A something in a summer’s day

Featured imageSo, it has been a while since I last posted a blog. I have been crazy busy the last few days – especially since this was already the last week of lectures before summer, and I had to (and still have to) write my final papers. Luckily, I almost finished them! I’m planning on writing a lot of blogs this weekend, but I didn’t wanna wait that long. So, I thought I’d write a short one for now, and just share a poem I really like. 

The weather is really great right now here in the Netherlands, which made me think of a famous poem by Emily Dickinson. I love this poem, it is a beautiful ode to the summer and the wonderful days that come with it. 

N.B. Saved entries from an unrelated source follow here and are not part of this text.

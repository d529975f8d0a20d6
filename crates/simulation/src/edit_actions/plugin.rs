use bevy::prelude::*;

use super::executor::execute_edit_actions;
use super::result_log::EditResultLog;
use super::EditQueue;
use crate::SimulationSet;

/// Registers the edit queue, result log and executor system.
pub struct EditActionsPlugin;

impl Plugin for EditActionsPlugin {
    fn build(&self, app: &mut App) {
        app.init_resource::<EditQueue>();
        app.init_resource::<EditResultLog>();

        app.add_systems(Update, execute_edit_actions.in_set(SimulationSet::Edits));
    }
}
use bevy::prelude::*;
use serde::{Deserialize, Serialize};

use super::EditAction;

#[derive(Debug, Clone, Copy, PartialEq, Eq, Serialize, Deserialize)]
pub enum EditSource {
    Player,
    Script,
}

#[derive(Debug, Clone, PartialEq, Serialize, Deserialize)]
pub struct QueuedEdit {
    pub source: EditSource,
    pub action: EditAction,
}

/// Edits waiting for the next update. Executed in push order.
#[derive(Resource, Debug, Clone, Default, PartialEq, Serialize, Deserialize)]
pub struct EditQueue {
    pending: Vec<QueuedEdit>,
}

impl EditQueue {
    pub fn push(&mut self, source: EditSource, action: EditAction) {
        self.pending.push(QueuedEdit { source, action });
    }

    pub fn drain(&mut self) -> Vec<QueuedEdit> {
        self.pending.drain(..).collect()
    }

    pub fn is_empty(&self) -> bool {
        self.pending.is_empty()
    }

    pub fn len(&self) -> usize {
        self.pending.len()
    }
}

#[cfg(test)]
mod tests {
    use super::*;
    use crate::tile_generator::FloorGroup;
    use crate::tile_map::ItemType;

    #[test]
    fn push_and_drain_preserves_fifo() {
        let mut queue = EditQueue::default();
        queue.push(EditSource::Player, EditAction::HidePreviews);
        queue.push(
            EditSource::Script,
            EditAction::PlaceItem {
                pos: (1, 2),
                item: ItemType::Tree,
            },
        );
        queue.push(
            EditSource::Player,
            EditAction::PlaceTileSpan {
                start: (0, 0),
                end: (4, 0),
                group: FloorGroup::WalkwayOnGrass,
                flipped: false,
            },
        );

        assert_eq!(queue.len(), 3);
        let drained = queue.drain();
        assert!(queue.is_empty());
        assert_eq!(drained[0].action, EditAction::HidePreviews);
        assert_eq!(drained[1].source, EditSource::Script);
        assert!(matches!(drained[2].action, EditAction::PlaceTileSpan { .. }));
    }

    #[test]
    fn queue_serializes_as_json() {
        let mut queue = EditQueue::default();
        queue.push(
            EditSource::Script,
            EditAction::DemolishRect {
                min: (0, 0),
                max: (2, 2),
            },
        );
        let json = serde_json::to_string(&queue).unwrap();
        let restored: EditQueue = serde_json::from_str(&json).unwrap();
        assert_eq!(restored, queue);
    }
}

A SOMETHING IN A SUMMER'S DAY BY EMILY DICKINSON

A something in a summer's day,
As slow her flambeaux burn away,
Which solemnizes me.

A something in a summer's noon, —
An azure depth, a wordless tune,
Transcending ecstasy.

And still within a summer's night
A something so transporting bright,
I clap my hands to see;

Then veil my too inspecting face,
Lest such a subtle, shimmering grace
Flutter too far for me.

The wizard-fingers never rest,
The purple brook within the breast
Still chafes its narrow bed;

Still rears the East her amber flag,
Guides still the sun along the crag
His caravan of red,

Like flowers that heard the tale of dews,
But never deemed the dripping prize
Awaited their low brows;

Or bees, that thought the summer's name
Some rumor of delirium
No summer could for them;

Or Arctic creature, dimly stirred
By tropic hint, — some travelled bird
Imported to the wood;

Or wind's bright signal to the ear,
Making that homely and severe,
Contented, known, before

The heaven unexpected came,
To lives that thought their worshipping
A too presumptuous psalm.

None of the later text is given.